Frankenstein45.Com – 15 Mei 2026 | Seorang dosen Hubungan Internasional di Binus University, Tia Mariatul, menyoroti potensi peran Presiden China, Xi Jinping, dalam menurunkan ketegangan antara Amerika Serikat dan Iran yang semakin memanas. Menurutnya, China memiliki rangkaian kepentingan strategis yang membuatnya bersedia berperan sebagai penengah.
China menilai stabilitas kawasan Timur Tengah sebagai faktor penting bagi keamanan energi global. Sebagian besar impor minyak China berasal dari wilayah tersebut, sehingga setiap gangguan pasokan dapat mengguncang perekonomian domestik. Selain itu, konflik bersenjata antara AS dan Iran berpotensi memicu eskalasi militer yang meluas, yang dapat mengganggu jalur perdagangan laut penting, termasuk Selat Hormuz.
Di sisi lain, Beijing ingin memperkuat citra sebagai kekuatan yang dapat dipercaya dalam urusan diplomasi internasional. Dengan menawarkan diri sebagai mediator, China berharap memperoleh pengaruh politik yang lebih besar, sekaligus menyeimbangkan dominasi Amerika Serikat di kawasan.
- Keamanan energi: Menjaga aliran minyak tetap stabil.
- Stabilitas regional: Menghindari perang proxy yang meluas.
- Posisi geopolitik: Memperkuat peran China sebagai pemain utama dalam penyelesaian konflik.
Xi Jinping diyakini akan menggunakan saluran diplomatik multilateralisme, termasuk Perserikatan Bangsa-Bangsa dan forum regional, untuk membuka dialog antara kedua belah pihak. Pendekatan ini selaras dengan kebijakan luar negeri China yang menekankan “non-intervensi” sekaligus menonjolkan peran mediasi aktif.

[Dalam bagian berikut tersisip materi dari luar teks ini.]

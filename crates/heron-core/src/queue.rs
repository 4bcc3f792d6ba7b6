//! In-memory idempotent dispatch queue.
//!
//! Pure data structure, no file I/O; persistence is the caller's
//! responsibility. Duplicate suppression happens on both the dispatch id
//! (primary) and the artifact dedupe key (secondary), and the state machine
//! is monotonic: `enqueued` → `processed` | `error`, any state → `skipped`,
//! `skipped` terminal. Every transition appends one telemetry record.

use std::collections::{BTreeMap, HashMap};

use chrono::{DateTime, Utc};
use serde::{Deserialize, Serialize};

use crate::keys::NULL_SHA_PLACEHOLDER;
use crate::types::{DispatchPacket, QueueState, SCHEMA_V1};

/// One entry in the queue.
#[derive(Debug, Clone, PartialEq, Serialize, Deserialize)]
pub struct QueueEntry {
    /// Primary key.
    pub dispatch_id: String,
    /// Secondary dedupe key: `"<artifact_id>:<before_sha|null>:<after_sha>"`.
    pub dedupe_key: String,
    pub queue_state: QueueState,
    pub packet: DispatchPacket,
    /// Event clock: the packet's creation timestamp.
    pub event_timestamp: DateTime<Utc>,
    /// When the queue last touched this entry.
    pub processing_timestamp: DateTime<Utc>,
    /// Reason for the current state, when one was given.
    pub state_reason: Option<String>,
}

/// Why a telemetry record was appended.
#[derive(Debug, Clone, Copy, PartialEq, Eq, Serialize, Deserialize)]
#[serde(rename_all = "snake_case")]
pub enum QueueEventKind {
    Enqueued,
    AdvancedToProcessed,
    AdvancedToError,
    AdvancedToSkipped,
    SkippedDuplicateDispatchId,
    SkippedDuplicateDedupeKey,
    ValidationRejected,
}

/// Append-only telemetry record.
#[derive(Debug, Clone, PartialEq, Serialize, Deserialize)]
pub struct QueueTelemetryRecord {
    pub recorded_at: DateTime<Utc>,
    pub dispatch_id: String,
    pub kind: QueueEventKind,
    pub queue_state: QueueState,
    pub reason: Option<String>,
}

/// Aggregated counters derived from the telemetry log and entry map.
#[derive(Debug, Clone, Default, PartialEq, Serialize)]
pub struct QueueAggregates {
    /// Total submissions, duplicates and rejections included.
    pub dispatch_count: u64,
    pub duplicate_suppression_count: u64,
    /// Successfully routed dispatches (processed + enqueued); denominator
    /// for route-accuracy measurement.
    pub route_accuracy_denominator: u64,
    pub processed_count: u64,
    pub enqueued_count: u64,
    pub error_count: u64,
    pub skipped_count: u64,
}

/// Why an enqueue was refused.
#[derive(Debug, Clone, PartialEq)]
pub enum EnqueueRejection {
    /// Packet failed structural validation.
    Invalid { reason: String },
    /// Primary dedup: dispatch id already present.
    DuplicateDispatchId { existing_state: QueueState },
    /// Secondary dedup: dedupe key already admitted.
    DuplicateDedupeKey { canonical_dispatch_id: String },
}

/// In-memory idempotent queue keyed by dispatch id.
#[derive(Debug, Default)]
pub struct DispatchQueue {
    entries: BTreeMap<String, QueueEntry>,
    dedupe_index: HashMap<String, String>,
    telemetry: Vec<QueueTelemetryRecord>,
}

impl DispatchQueue {
    pub fn new() -> Self {
        Self::default()
    }

    /// Submit a packet. On success the entry starts in `enqueued` state.
    pub fn enqueue(
        &mut self,
        packet: DispatchPacket,
        now: DateTime<Utc>,
    ) -> Result<&QueueEntry, EnqueueRejection> {
        if let Err(reason) = validate_packet(&packet) {
            self.telemetry.push(QueueTelemetryRecord {
                recorded_at: now,
                dispatch_id: packet.dispatch_id.clone(),
                kind: QueueEventKind::ValidationRejected,
                queue_state: QueueState::Error,
                reason: Some(reason.clone()),
            });
            return Err(EnqueueRejection::Invalid { reason });
        }

        if let Some(existing) = self.entries.get(&packet.dispatch_id) {
            let existing_state = existing.queue_state;
            self.telemetry.push(QueueTelemetryRecord {
                recorded_at: now,
                dispatch_id: packet.dispatch_id.clone(),
                kind: QueueEventKind::SkippedDuplicateDispatchId,
                queue_state: QueueState::Skipped,
                reason: Some(format!(
                    "duplicate dispatch_id \"{}\": already in state \"{existing_state}\"",
                    packet.dispatch_id
                )),
            });
            return Err(EnqueueRejection::DuplicateDispatchId { existing_state });
        }

        let dedupe_key = packet_dedupe_key(&packet);
        if let Some(canonical) = self.dedupe_index.get(&dedupe_key) {
            let canonical_dispatch_id = canonical.clone();
            self.telemetry.push(QueueTelemetryRecord {
                recorded_at: now,
                dispatch_id: packet.dispatch_id.clone(),
                kind: QueueEventKind::SkippedDuplicateDedupeKey,
                queue_state: QueueState::Skipped,
                reason: Some(format!(
                    "duplicate dedupe key \"{dedupe_key}\": canonical dispatch is \
                     \"{canonical_dispatch_id}\""
                )),
            });
            return Err(EnqueueRejection::DuplicateDedupeKey {
                canonical_dispatch_id,
            });
        }

        let dispatch_id = packet.dispatch_id.clone();
        let entry = QueueEntry {
            dispatch_id: dispatch_id.clone(),
            dedupe_key: dedupe_key.clone(),
            queue_state: QueueState::Enqueued,
            event_timestamp: packet.created_at,
            processing_timestamp: now,
            state_reason: None,
            packet,
        };
        self.entries.insert(dispatch_id.clone(), entry);
        self.dedupe_index.insert(dedupe_key, dispatch_id.clone());
        self.telemetry.push(QueueTelemetryRecord {
            recorded_at: now,
            dispatch_id: dispatch_id.clone(),
            kind: QueueEventKind::Enqueued,
            queue_state: QueueState::Enqueued,
            reason: None,
        });
        Ok(&self.entries[&dispatch_id])
    }

    /// Advance an entry through the monotonic state machine.
    pub fn advance(
        &mut self,
        dispatch_id: &str,
        new_state: QueueState,
        reason: Option<String>,
        now: DateTime<Utc>,
    ) -> Result<&QueueEntry, String> {
        let entry = self
            .entries
            .get_mut(dispatch_id)
            .ok_or_else(|| format!("dispatch_id \"{dispatch_id}\" not found in queue"))?;

        if entry.queue_state == new_state {
            return Err(format!(
                "dispatch_id \"{dispatch_id}\" is already in state \"{new_state}\""
            ));
        }
        if !transition_allowed(entry.queue_state, new_state) {
            return Err(format!(
                "invalid transition for dispatch_id \"{dispatch_id}\": \"{}\" -> \
                 \"{new_state}\" is not permitted by the monotonic state machine",
                entry.queue_state
            ));
        }

        entry.queue_state = new_state;
        entry.processing_timestamp = now;
        entry.state_reason = reason.clone();

        let kind = match new_state {
            QueueState::Processed => QueueEventKind::AdvancedToProcessed,
            QueueState::Error => QueueEventKind::AdvancedToError,
            QueueState::Skipped => QueueEventKind::AdvancedToSkipped,
            QueueState::Enqueued => QueueEventKind::Enqueued,
        };
        self.telemetry.push(QueueTelemetryRecord {
            recorded_at: now,
            dispatch_id: dispatch_id.to_string(),
            kind,
            queue_state: new_state,
            reason,
        });
        Ok(&self.entries[dispatch_id])
    }

    /// Entry by dispatch id.
    pub fn entry(&self, dispatch_id: &str) -> Option<&QueueEntry> {
        self.entries.get(dispatch_id)
    }

    /// All entries in deterministic order: event timestamp ascending, then
    /// dispatch id.
    pub fn entries(&self) -> Vec<&QueueEntry> {
        let mut all: Vec<&QueueEntry> = self.entries.values().collect();
        all.sort_by(|a, b| {
            a.event_timestamp
                .cmp(&b.event_timestamp)
                .then_with(|| a.dispatch_id.cmp(&b.dispatch_id))
        });
        all
    }

    /// Snapshot of the append-only telemetry log.
    pub fn telemetry(&self) -> &[QueueTelemetryRecord] {
        &self.telemetry
    }

    /// Aggregated counters.
    pub fn aggregates(&self) -> QueueAggregates {
        let mut aggregates = QueueAggregates {
            dispatch_count: self.telemetry.len() as u64,
            ..Default::default()
        };
        for record in &self.telemetry {
            if matches!(
                record.kind,
                QueueEventKind::SkippedDuplicateDispatchId
                    | QueueEventKind::SkippedDuplicateDedupeKey
            ) {
                aggregates.duplicate_suppression_count += 1;
            }
        }
        for entry in self.entries.values() {
            match entry.queue_state {
                QueueState::Processed => aggregates.processed_count += 1,
                QueueState::Enqueued => aggregates.enqueued_count += 1,
                QueueState::Error => aggregates.error_count += 1,
                QueueState::Skipped => aggregates.skipped_count += 1,
            }
        }
        aggregates.route_accuracy_denominator =
            aggregates.processed_count + aggregates.enqueued_count;
        aggregates
    }

    /// Number of entries in the queue, all states included.
    pub fn len(&self) -> usize {
        self.entries.len()
    }

    /// True when the queue holds no entries.
    pub fn is_empty(&self) -> bool {
        self.entries.is_empty()
    }
}

/// Queue acceptance criteria for a packet.
fn validate_packet(packet: &DispatchPacket) -> Result<(), String> {
    if packet.dispatch_id.trim().is_empty() {
        return Err("dispatch_id must not be empty".to_string());
    }
    if packet.schema_version != SCHEMA_V1 {
        return Err(format!(
            "schema_version must be \"{SCHEMA_V1}\", got \"{}\"",
            packet.schema_version
        ));
    }
    if packet.mode != "trial" {
        return Err(format!("mode must be \"trial\", got \"{}\"", packet.mode));
    }
    if packet.evidence_refs.is_empty() {
        return Err("evidence_refs must be a non-empty list".to_string());
    }
    Ok(())
}

fn packet_dedupe_key(packet: &DispatchPacket) -> String {
    format!(
        "{}:{}:{}",
        packet.artifact_id,
        packet.before_sha.as_deref().unwrap_or(NULL_SHA_PLACEHOLDER),
        packet.after_sha
    )
}

fn transition_allowed(from: QueueState, to: QueueState) -> bool {
    matches!(
        (from, to),
        (
            QueueState::Enqueued,
            QueueState::Processed | QueueState::Error | QueueState::Skipped
        ) | (QueueState::Processed | QueueState::Error, QueueState::Skipped)
    )
}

Jika berhasil, peran China dapat menurunkan risiko konfrontasi militer antara AS dan Iran, sekaligus memberikan ruang bagi Beijing untuk memperluas proyek‑proyek infrastruktur ekonomi, seperti inisiatif Belt and Road, di negara‑negara Timur Tengah.

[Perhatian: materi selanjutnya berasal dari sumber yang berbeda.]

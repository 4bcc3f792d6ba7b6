//! Phase-dependent policy gate backed by the standing artifact registry.
//!
//! Cutover phases P0-P3 control two independent behaviors: whether events
//! must be registry-classified as source-primary, and whether shadow
//! telemetry is surfaced as a warning. The registry checks themselves run
//! whenever a snapshot is supplied, regardless of phase.

use std::collections::HashSet;

use serde::{Deserialize, Serialize};
use strum::{Display, EnumString, IntoStaticStr};
use tracing::warn;

use crate::keys::normalize_artifact_id;
use crate::suppression::SuppressionReason;
use crate::types::{ArtifactDeltaEvent, RegistrySnapshot, TriggerPolicy};
use crate::vocab;

/// Registry-enforcement cutover phase.
#[derive(
    Debug,
    Clone,
    Copy,
    PartialEq,
    Eq,
    Default,
    Serialize,
    Deserialize,
    Display,
    EnumString,
    IntoStaticStr,
)]
#[strum(serialize_all = "UPPERCASE", ascii_case_insensitive)]
#[serde(rename_all = "UPPERCASE")]
pub enum CutoverPhase {
    /// Registry checks only when a snapshot happens to be supplied.
    #[default]
    P0,
    /// Same admission behavior as P0, plus shadow telemetry.
    P1,
    /// Source-primary enforcement, still shadowed by telemetry.
    P2,
    /// Full source-primary enforcement.
    P3,
}

impl CutoverPhase {
    /// Whether events must be registry-classified as source-primary.
    pub fn requires_source_primary(&self) -> bool {
        matches!(self, Self::P2 | Self::P3)
    }

    /// Whether a shadow-telemetry warning is emitted for the run.
    pub fn emits_shadow_telemetry(&self) -> bool {
        matches!(self, Self::P1 | Self::P2)
    }
}

/// Result of the policy gate for one candidate.
#[derive(Debug, Clone, PartialEq)]
pub struct PolicyOutcome {
    /// Suppression to apply, or `None` to admit.
    pub suppression: Option<SuppressionReason>,
    /// Run-level warning to surface, when the gate failed closed.
    pub warning: Option<String>,
}

impl PolicyOutcome {
    fn admit() -> Self {
        Self {
            suppression: None,
            warning: None,
        }
    }

    fn suppress(reason: SuppressionReason) -> Self {
        Self {
            suppression: Some(reason),
            warning: None,
        }
    }

    fn suppress_with_warning(reason: SuppressionReason, warning: String) -> Self {
        Self {
            suppression: Some(reason),
            warning: Some(warning),
        }
    }
}

/// Run the phase-dependent policy gate for one event.
///
/// `manual_overrides` holds normalized artifact ids granted an operator
/// override for this run.
pub fn evaluate(
    event: &ArtifactDeltaEvent,
    phase: CutoverPhase,
    registry: Option<&RegistrySnapshot>,
    manual_overrides: &HashSet<String>,
) -> PolicyOutcome {
    let artifact_id = normalize_artifact_id(&event.artifact_id);
    let overridden = manual_overrides.contains(&artifact_id);
    let source_primary_required = phase.requires_source_primary();

    let Some(registry) = registry else {
        if source_primary_required {
            warn!(
                artifact_id = %artifact_id,
                phase = %phase,
                "source-primary enforcement without a registry snapshot; failing closed"
            );
            return PolicyOutcome::suppress_with_warning(
                SuppressionReason::MissingRegistryForSourcePrimary,
                format!(
                    "phase {phase} requires source-primary classification but no registry \
                     snapshot was supplied; suppressing {artifact_id}"
                ),
            );
        }
        return PolicyOutcome::admit();
    };

    let Some(entry) = registry.lookup(&artifact_id) else {
        warn!(artifact_id = %artifact_id, "unknown artifact; failing closed");
        return PolicyOutcome::suppress_with_warning(
            SuppressionReason::UnknownArtifact,
            format!("artifact {artifact_id} is not in the registry; suppressed (fail closed)"),
        );
    };

    if !entry.active {
        return PolicyOutcome::suppress(SuppressionReason::InactiveArtifact);
    }

    // Packs must not trigger work on their own; only their underlying
    // sources may.
    if source_primary_required
        && !overridden
        && vocab::is_pack_artifact(&artifact_id, &event.path)
    {
        return PolicyOutcome::suppress(SuppressionReason::PackWithoutSourceDelta);
    }

    if entry.artifact_class.is_derived() && !(source_primary_required && overridden) {
        return PolicyOutcome::suppress(SuppressionReason::ProjectionImmunity);
    }

    if source_primary_required && !entry.artifact_class.is_source_primary() && !overridden {
        return PolicyOutcome::suppress(SuppressionReason::TriggerPolicyBlocked);
    }

    if overridden {
        if entry.trigger_policy == TriggerPolicy::Never {
            return PolicyOutcome::suppress(SuppressionReason::TriggerPolicyBlocked);
        }
    } else if entry.trigger_policy != TriggerPolicy::Eligible {
        return PolicyOutcome::suppress(SuppressionReason::TriggerPolicyBlocked);
    }

    PolicyOutcome::admit()
}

Namun, tantangan tetap besar. Kepentingan strategis Amerika Serikat di wilayah tersebut, termasuk keberadaan pangkalan militer dan aliansi dengan negara‑negara Teluk, serta sikap keras Iran terhadap sanksi, dapat membatasi ruang gerak China. Meski begitu, Tia Mariatul menilai bahwa kehadiran China sebagai penengah memiliki peluang untuk mengurangi ketegangan, asalkan semua pihak bersedia mengedepankan dialog.